1. Download OpenSSL from http://www.openssl.org/, and use OpenSSL for Windows.

2. Generate public key and private key using OpenSSL.

a) Add the bin of OpenSSL to the environment variable of system PATH, such as D:\OpenSSL-Win64\bin .

b)OpenSSL comman line:

openssl.exe

c) Create a private key for Tomcat, and execute:

genrsa -des3 -out D:\tomcatkey.pem 2048

Type a password, and then type it again. In this case, the private key of tomcatkey.pem is generated, and the path is D:\tomcatkey.pem.

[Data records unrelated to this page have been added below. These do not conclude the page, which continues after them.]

//! Standard security handler, revisions 2 and 3 (RC4)

use crate::encryption::rc4::rc4;
use crate::encryption::Permissions;
use crate::error::{PdfError, Result};
use crate::objects::ObjectId;

/// Padding used in password processing
pub(crate) const PADDING: [u8; 32] = [
    0x28, 0xBF, 0x4E, 0x5E, 0x4E, 0x75, 0x8A, 0x41, 0x64, 0x00, 0x4E, 0x56, 0xFF, 0xFA, 0x01, 0x08,
    0x2E, 0x2E, 0x00, 0xB6, 0xD0, 0x68, 0x3E, 0x80, 0x2F, 0x0C, 0xA9, 0xFE, 0x64, 0x53, 0x69, 0x7A,
];

const MD5_KEY_LEN: usize = 16;

/// Security handler revision.
#[derive(Debug, Clone, Copy, PartialEq, Eq, PartialOrd, Ord, Hash)]
pub enum EncryptMode {
    /// Revision 2, 40-bit key.
    R2,
    /// Revision 3, 40 to 128-bit key.
    R3,
}

impl EncryptMode {
    pub fn revision(self) -> i64 {
        match self {
            EncryptMode::R2 => 2,
            EncryptMode::R3 => 3,
        }
    }

    pub fn version(self) -> i64 {
        match self {
            EncryptMode::R2 => 1,
            EncryptMode::R3 => 2,
        }
    }
}

/// Passwords, permissions and key parameters of an encrypted document.
#[derive(Debug, Clone)]
pub struct StandardSecurityHandler {
    owner_password: Vec<u8>,
    user_password: Vec<u8>,
    permissions: Permissions,
    mode: EncryptMode,
    key_len: usize,
}

/// Keys derived for one serialization.
#[derive(Debug, Clone, PartialEq, Eq)]
pub struct SecurityKeys {
    /// `/O` entry.
    pub owner_key: Vec<u8>,
    /// `/U` entry.
    pub user_key: Vec<u8>,
    /// File encryption key (`key_len` bytes).
    pub encryption_key: Vec<u8>,
}

impl StandardSecurityHandler {
    /// Defaults: revision 2, 40-bit key, every permission granted.
    pub fn new(owner_password: &[u8], user_password: &[u8]) -> Result<Self> {
        if owner_password.is_empty() || owner_password == user_password {
            return Err(PdfError::EncryptInvalidPassword);
        }

        Ok(Self {
            owner_password: owner_password.to_vec(),
            user_password: user_password.to_vec(),
            permissions: Permissions::default(),
            mode: EncryptMode::R2,
            key_len: 5,
        })
    }

    pub fn set_permissions(&mut self, permissions: Permissions) {
        self.permissions = permissions;
    }

    pub fn permissions(&self) -> Permissions {
        self.permissions
    }

    /// R2 always uses a 5 byte key; R3 accepts 5 to 16 bytes.
    pub fn set_mode(&mut self, mode: EncryptMode, key_len: usize) -> Result<()> {
        let key_len = match mode {
            EncryptMode::R2 => 5,
            EncryptMode::R3 => {
                if !(5..=MD5_KEY_LEN).contains(&key_len) {
                    return Err(PdfError::InvalidEncryptKeyLen(key_len));
                }
                key_len
            }
        };
        self.mode = mode;
        self.key_len = key_len;
        Ok(())
    }

    pub fn mode(&self) -> EncryptMode {
        self.mode
    }

    pub fn key_len(&self) -> usize {
        self.key_len
    }

    fn pad_password(password: &[u8]) -> [u8; 32] {
        let mut padded = [0u8; 32];
        let len = password.len().min(32);
        padded[..len].copy_from_slice(&password[..len]);
        padded[len..].copy_from_slice(&PADDING[..32 - len]);
        padded
    }

    /// Repeated MD5 over the first `key_len` bytes of the digest (R3 only).
    fn strengthen(&self, mut digest: [u8; 16]) -> [u8; 16] {
        if self.mode == EncryptMode::R3 {
            for _ in 0..50 {
                digest = md5::compute(&digest[..self.key_len]).0;
            }
        }
        digest
    }

    /// Nineteen extra RC4 passes with the key XORed by the pass number (R3 only).
    fn rc4_rounds(&self, key: &[u8], mut data: Vec<u8>) -> Vec<u8> {
        if self.mode == EncryptMode::R3 {
            for round in 1..=19u8 {
                let round_key: Vec<u8> = key.iter().map(|b| b ^ round).collect();
                data = rc4(&round_key, &data);
            }
        }
        data
    }

    fn compute_owner_key(&self) -> Vec<u8> {
        let owner_pad = Self::pad_password(&self.owner_password);
        let user_pad = Self::pad_password(&self.user_password);

        let digest = self.strengthen(md5::compute(owner_pad).0);
        let key = &digest[..self.key_len];

        let first = rc4(key, &user_pad);
        self.rc4_rounds(key, first)
    }

    fn compute_encryption_key(&self, owner_key: &[u8], file_id: &[u8]) -> Vec<u8> {
        let mut data = Vec::with_capacity(32 + owner_key.len() + 4 + file_id.len());
        data.extend_from_slice(&Self::pad_password(&self.user_password));
        data.extend_from_slice(owner_key);
        data.extend_from_slice(&self.permissions.p_value().to_le_bytes());
        data.extend_from_slice(file_id);

        let digest = self.strengthen(md5::compute(&data).0);
        digest[..self.key_len].to_vec()
    }

    fn compute_user_key(&self, encryption_key: &[u8], file_id: &[u8]) -> Vec<u8> {
        match self.mode {
            EncryptMode::R2 => rc4(encryption_key, &PADDING),
            EncryptMode::R3 => {
                let mut data = PADDING.to_vec();
                data.extend_from_slice(file_id);
                let digest = md5::compute(&data);

                let first = rc4(encryption_key, &digest.0);
                let mut user_key = self.rc4_rounds(encryption_key, first);
                user_key.resize(32, 0);
                user_key
            }
        }
    }

    /// Derives `/O`, `/U` and the file key for the given first `/ID` element.
    pub fn compute_keys(&self, file_id: &[u8]) -> SecurityKeys {
        let owner_key = self.compute_owner_key();
        let encryption_key = self.compute_encryption_key(&owner_key, file_id);
        let user_key = self.compute_user_key(&encryption_key, file_id);

        SecurityKeys {
            owner_key,
            user_key,
            encryption_key,
        }
    }
}

/// Per-object RC4 key: MD5 of the file key, 3 low bytes of the object
/// number and 2 low bytes of the generation, truncated to `n + 5` bytes.
pub fn object_key(encryption_key: &[u8], id: ObjectId) -> Vec<u8> {
    let mut data = encryption_key.to_vec();
    data.extend_from_slice(&id.number().to_le_bytes()[..3]);
    data.extend_from_slice(&id.generation().to_le_bytes());

    let digest = md5::compute(&data);
    let len = (encryption_key.len() + 5).min(MD5_KEY_LEN);
    digest.0[..len].to_vec()
}

#[cfg(test)]
mod tests {
    use super::*;

    const FILE_ID: [u8; 16] = [7u8; 16];

    #[test]
    fn test_rejects_empty_or_equal_owner() {
        assert!(matches!(
            StandardSecurityHandler::new(b"", b"user"),
            Err(PdfError::EncryptInvalidPassword)
        ));
        assert!(matches!(
            StandardSecurityHandler::new(b"same", b"same"),
            Err(PdfError::EncryptInvalidPassword)
        ));
        assert!(StandardSecurityHandler::new(b"owner", b"").is_ok());
    }

    #[test]
    fn test_defaults() {
        let handler = StandardSecurityHandler::new(b"owner", b"user").unwrap();
        assert_eq!(handler.mode(), EncryptMode::R2);
        assert_eq!(handler.key_len(), 5);
        assert_eq!(handler.permissions(), Permissions::all());
    }

    #[test]
    fn test_mode_key_lengths() {
        let mut handler = StandardSecurityHandler::new(b"owner", b"user").unwrap();

        handler.set_mode(EncryptMode::R2, 16).unwrap();
        assert_eq!(handler.key_len(), 5);

        handler.set_mode(EncryptMode::R3, 16).unwrap();
        assert_eq!(handler.key_len(), 16);

        assert!(matches!(
            handler.set_mode(EncryptMode::R3, 4),
            Err(PdfError::InvalidEncryptKeyLen(4))
        ));
        assert!(matches!(
            handler.set_mode(EncryptMode::R3, 17),
            Err(PdfError::InvalidEncryptKeyLen(17))
        ));
        assert_eq!(handler.mode(), EncryptMode::R3);
        assert_eq!(handler.key_len(), 16);
    }

    #[test]
    fn test_r2_user_key_decrypts_to_padding() {
        let handler = StandardSecurityHandler::new(b"owner", b"user").unwrap();
        let keys = handler.compute_keys(&FILE_ID);

        assert_eq!(keys.owner_key.len(), 32);
        assert_eq!(keys.user_key.len(), 32);
        assert_eq!(keys.encryption_key.len(), 5);
        assert_eq!(rc4(&keys.encryption_key, &keys.user_key), PADDING.to_vec());
    }

    #[test]
    fn test_r3_user_key_layout() {
        let mut handler = StandardSecurityHandler::new(b"owner", b"user").unwrap();
        handler.set_mode(EncryptMode::R3, 16).unwrap();
        let keys = handler.compute_keys(&FILE_ID);

        assert_eq!(keys.encryption_key.len(), 16);
        assert_eq!(keys.user_key.len(), 32);
        assert!(keys.user_key[16..].iter().all(|b| *b == 0));
    }

    #[test]
    fn test_keys_depend_on_permissions() {
        let mut handler = StandardSecurityHandler::new(b"owner", b"user").unwrap();
        let all = handler.compute_keys(&FILE_ID);
        handler.set_permissions(Permissions::PRINT);
        let print_only = handler.compute_keys(&FILE_ID);

        assert_eq!(all.owner_key, print_only.owner_key);
        assert_ne!(all.encryption_key, print_only.encryption_key);
    }

    #[test]
    fn test_object_key_length() {
        let key5 = object_key(&[1, 2, 3, 4, 5], ObjectId::new(4, 0));
        assert_eq!(key5.len(), 10);

        let key16 = object_key(&[9u8; 16], ObjectId::new(4, 0));
        assert_eq!(key16.len(), 16);

        assert_ne!(
            object_key(&[1, 2, 3, 4, 5], ObjectId::new(4, 0)),
            object_key(&[1, 2, 3, 4, 5], ObjectId::new(5, 0))
        );
    }
}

d) Create a certificate using the private key

After the private key is created, you need to create a certificate. Type the following command:

req -new -x509 -key D:\tomcatkey.pem -out D:\tomcatcert.pem -days 1095

Type the password that is specified in creating the private key. A new period of self-signed certificate (1095 days) is generated, i.e., tomcatcert.pem. The path is D:\tomcatcert.pem.

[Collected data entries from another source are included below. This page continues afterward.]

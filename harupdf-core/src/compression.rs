//! Compression modes and Flate utilities for PDF streams

use crate::error::{PdfError, Result};
use bitflags::bitflags;

bitflags! {
    /// Which kinds of streams are Flate-compressed at save time.
    #[derive(Debug, Clone, Copy, PartialEq, Eq, Hash, Default)]
    pub struct CompressionMode: u32 {
        /// Page content streams.
        const TEXT = 0x01;
        /// Image data other than JPEG.
        const IMAGE = 0x02;
        /// Embedded font programs.
        const METADATA = 0x04;
        const ALL = 0x0F;
    }
}

impl CompressionMode {
    pub const NONE: CompressionMode = CompressionMode::empty();

    /// Validates raw mode bits; anything outside `ALL` is rejected.
    pub fn from_raw(bits: u32) -> Result<Self> {
        if bits & !CompressionMode::ALL.bits() != 0 {
            return Err(PdfError::InvalidCompressionMode(bits));
        }
        Ok(CompressionMode::from_bits_retain(bits))
    }
}

/// Compress data using Flate/Zlib compression
#[cfg(feature = "compression")]
pub fn compress(data: &[u8]) -> Result<Vec<u8>> {
    use flate2::write::ZlibEncoder;
    use flate2::Compression;
    use std::io::Write;

    let mut encoder = ZlibEncoder::new(Vec::new(), Compression::default());
    encoder
        .write_all(data)
        .map_err(|e| PdfError::CompressionError(e.to_string()))?;
    encoder
        .finish()
        .map_err(|e| PdfError::CompressionError(e.to_string()))
}

#[cfg(not(feature = "compression"))]
pub fn compress(_data: &[u8]) -> Result<Vec<u8>> {
    Err(PdfError::UnsupportedFunc("Zlib"))
}

/// Decompress data using Flate/Zlib decompression
#[cfg(feature = "compression")]
pub fn decompress(data: &[u8]) -> Result<Vec<u8>> {
    use flate2::read::ZlibDecoder;
    use std::io::Read;

    let mut decoder = ZlibDecoder::new(data);
    let mut decompressed = Vec::new();
    decoder
        .read_to_end(&mut decompressed)
        .map_err(|e| PdfError::CompressionError(e.to_string()))?;
    Ok(decompressed)
}

#[cfg(test)]
mod tests {
    use super::*;

    #[test]
    fn test_mode_from_raw() {
        assert_eq!(CompressionMode::from_raw(0).unwrap(), CompressionMode::NONE);
        assert_eq!(
            CompressionMode::from_raw(0x03).unwrap(),
            CompressionMode::TEXT | CompressionMode::IMAGE
        );
        assert_eq!(CompressionMode::from_raw(0x0F).unwrap(), CompressionMode::ALL);
        assert!(matches!(
            CompressionMode::from_raw(0x10),
            Err(PdfError::InvalidCompressionMode(0x10))
        ));
    }

    #[test]
    fn test_all_contains_each_kind() {
        let all = CompressionMode::ALL;
        assert!(all.contains(CompressionMode::TEXT));
        assert!(all.contains(CompressionMode::IMAGE));
        assert!(all.contains(CompressionMode::METADATA));
    }

    #[cfg(feature = "compression")]
    #[test]
    fn test_compress_decompress() {
        let original = b"BT /F1 12 Tf 100 700 Td (Hello) Tj ET\n";

        let compressed = compress(original).unwrap();
        assert!(!compressed.is_empty());
        assert_eq!(decompress(&compressed).unwrap(), original);
    }

    #[cfg(feature = "compression")]
    #[test]
    fn test_compress_empty() {
        let compressed = compress(b"").unwrap();
        assert!(!compressed.is_empty());
        assert_eq!(decompress(&compressed).unwrap(), b"");
    }
}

3. Modify server.xml, and start SSL

a) Find the config of SSL HTTP/1.1 Connector:

<!-- Define a SSL HTTP/1.1 Connector on port 8443
         This connector uses the JSSE configuration, when using APR, the 
         connector should be using the OpenSSL style configuration
         described in the APR documentation -->
<!--
<Connector port="8443" protocol="HTTP/1.1" SSLEnabled="true"
        ...
-->

Remove the annotation:

<Connector port="8443" protocol="HTTP/1.1"
                   SSLEnabled="true"
                   maxThreads="150"
                   scheme="https"
                   secure="true"
                   URIEncoding="utf-8"
                   clientAuth="false"
                   SSLCertificateFile="D:\tomcatcert.pem"
                   SSLCertificateKeyFile="D:\tomcatkey.pem"
                   SSLPassword="123456"
                   sslProtocol="TLS"/>

4. Restart Tomcat. Access web application with HTTPS at port 8443.